*Exercise objective:* From the records that follow, copy every line in which "BucketBackupReport" appears.

*Input material:*
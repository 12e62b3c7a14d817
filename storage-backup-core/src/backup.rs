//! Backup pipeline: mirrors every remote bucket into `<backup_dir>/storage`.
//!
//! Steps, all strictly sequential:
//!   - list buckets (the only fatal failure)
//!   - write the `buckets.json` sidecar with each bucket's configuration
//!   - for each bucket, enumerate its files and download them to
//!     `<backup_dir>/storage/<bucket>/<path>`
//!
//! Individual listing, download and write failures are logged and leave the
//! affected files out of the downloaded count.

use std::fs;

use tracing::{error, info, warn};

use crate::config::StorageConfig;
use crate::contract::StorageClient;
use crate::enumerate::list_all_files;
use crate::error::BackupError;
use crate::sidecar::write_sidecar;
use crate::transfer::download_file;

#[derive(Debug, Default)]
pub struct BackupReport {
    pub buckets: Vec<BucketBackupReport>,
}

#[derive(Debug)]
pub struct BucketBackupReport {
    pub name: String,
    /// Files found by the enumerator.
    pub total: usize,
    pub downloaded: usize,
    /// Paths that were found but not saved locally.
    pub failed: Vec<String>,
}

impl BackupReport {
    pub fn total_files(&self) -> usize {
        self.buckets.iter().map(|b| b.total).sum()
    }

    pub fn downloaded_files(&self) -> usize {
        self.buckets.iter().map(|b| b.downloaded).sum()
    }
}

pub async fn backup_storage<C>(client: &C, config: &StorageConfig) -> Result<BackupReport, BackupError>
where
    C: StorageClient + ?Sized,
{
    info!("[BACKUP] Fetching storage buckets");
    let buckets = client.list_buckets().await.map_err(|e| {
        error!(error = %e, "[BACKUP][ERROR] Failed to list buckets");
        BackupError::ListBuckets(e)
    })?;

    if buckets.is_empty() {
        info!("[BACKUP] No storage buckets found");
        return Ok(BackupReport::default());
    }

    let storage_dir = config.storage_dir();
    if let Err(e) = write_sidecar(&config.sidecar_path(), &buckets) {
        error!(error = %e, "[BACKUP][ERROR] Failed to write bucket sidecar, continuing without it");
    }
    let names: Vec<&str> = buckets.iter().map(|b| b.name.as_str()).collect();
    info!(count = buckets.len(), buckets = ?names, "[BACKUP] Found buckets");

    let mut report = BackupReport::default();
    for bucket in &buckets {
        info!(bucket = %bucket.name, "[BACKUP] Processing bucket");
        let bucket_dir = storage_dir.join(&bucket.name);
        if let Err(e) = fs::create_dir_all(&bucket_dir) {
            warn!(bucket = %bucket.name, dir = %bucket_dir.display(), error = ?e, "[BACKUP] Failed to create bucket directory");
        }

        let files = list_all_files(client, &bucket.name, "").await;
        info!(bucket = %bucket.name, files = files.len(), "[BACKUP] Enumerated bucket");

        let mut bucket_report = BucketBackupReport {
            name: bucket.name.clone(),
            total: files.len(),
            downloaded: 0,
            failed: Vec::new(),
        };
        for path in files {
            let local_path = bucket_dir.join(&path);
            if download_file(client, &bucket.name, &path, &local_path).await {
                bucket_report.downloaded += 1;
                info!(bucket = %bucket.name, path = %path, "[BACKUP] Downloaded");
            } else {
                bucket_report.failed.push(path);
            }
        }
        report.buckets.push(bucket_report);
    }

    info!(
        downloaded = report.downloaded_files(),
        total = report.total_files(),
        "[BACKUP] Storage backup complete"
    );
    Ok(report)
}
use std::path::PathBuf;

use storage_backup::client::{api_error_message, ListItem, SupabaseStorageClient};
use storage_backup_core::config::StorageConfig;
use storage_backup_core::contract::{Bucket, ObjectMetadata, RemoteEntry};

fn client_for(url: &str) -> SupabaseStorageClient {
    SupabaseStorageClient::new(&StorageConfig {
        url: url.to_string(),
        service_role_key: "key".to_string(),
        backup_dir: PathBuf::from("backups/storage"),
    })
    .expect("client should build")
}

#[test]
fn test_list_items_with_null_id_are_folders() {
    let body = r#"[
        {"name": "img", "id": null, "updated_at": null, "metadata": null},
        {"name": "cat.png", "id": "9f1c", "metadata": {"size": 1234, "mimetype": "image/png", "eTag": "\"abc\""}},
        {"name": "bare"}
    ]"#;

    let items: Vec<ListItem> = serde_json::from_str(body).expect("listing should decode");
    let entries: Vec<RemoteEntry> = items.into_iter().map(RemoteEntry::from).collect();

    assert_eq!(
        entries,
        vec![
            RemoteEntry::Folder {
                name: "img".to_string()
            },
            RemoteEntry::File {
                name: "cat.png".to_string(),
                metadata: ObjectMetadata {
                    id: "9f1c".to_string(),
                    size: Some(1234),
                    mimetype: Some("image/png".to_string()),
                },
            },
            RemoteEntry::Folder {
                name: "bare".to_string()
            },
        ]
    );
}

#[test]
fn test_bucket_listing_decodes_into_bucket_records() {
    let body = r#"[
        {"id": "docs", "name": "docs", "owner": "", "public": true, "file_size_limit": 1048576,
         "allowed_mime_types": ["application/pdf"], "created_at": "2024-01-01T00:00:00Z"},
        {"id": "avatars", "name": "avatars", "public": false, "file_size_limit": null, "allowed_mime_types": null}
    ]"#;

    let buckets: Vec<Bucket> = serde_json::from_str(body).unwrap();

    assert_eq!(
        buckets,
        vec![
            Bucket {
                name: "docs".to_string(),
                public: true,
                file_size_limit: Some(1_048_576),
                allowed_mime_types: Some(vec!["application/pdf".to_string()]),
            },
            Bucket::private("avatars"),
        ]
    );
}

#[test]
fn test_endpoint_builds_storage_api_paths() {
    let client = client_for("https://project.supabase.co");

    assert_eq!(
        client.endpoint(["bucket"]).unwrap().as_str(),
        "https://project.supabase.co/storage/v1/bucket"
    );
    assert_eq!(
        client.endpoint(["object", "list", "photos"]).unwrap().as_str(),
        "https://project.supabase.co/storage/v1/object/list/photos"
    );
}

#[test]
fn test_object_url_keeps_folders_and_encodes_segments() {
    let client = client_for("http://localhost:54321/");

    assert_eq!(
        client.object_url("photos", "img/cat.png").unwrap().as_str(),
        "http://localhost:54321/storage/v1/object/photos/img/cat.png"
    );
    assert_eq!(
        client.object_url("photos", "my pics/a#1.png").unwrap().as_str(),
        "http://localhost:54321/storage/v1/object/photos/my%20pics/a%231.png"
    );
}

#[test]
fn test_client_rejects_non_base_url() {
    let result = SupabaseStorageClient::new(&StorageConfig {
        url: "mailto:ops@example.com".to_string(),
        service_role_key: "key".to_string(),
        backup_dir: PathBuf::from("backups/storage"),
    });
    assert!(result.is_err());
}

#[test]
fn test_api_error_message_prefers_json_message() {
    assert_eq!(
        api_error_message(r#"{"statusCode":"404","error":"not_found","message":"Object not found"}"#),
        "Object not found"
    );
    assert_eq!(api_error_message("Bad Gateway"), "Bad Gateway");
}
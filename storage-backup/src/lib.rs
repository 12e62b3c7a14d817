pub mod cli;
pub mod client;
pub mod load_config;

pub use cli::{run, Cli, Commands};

*Written reply:*
    pub buckets: Vec<BucketBackupReport>,
pub struct BucketBackupReport {
        let mut bucket_report = BucketBackupReport {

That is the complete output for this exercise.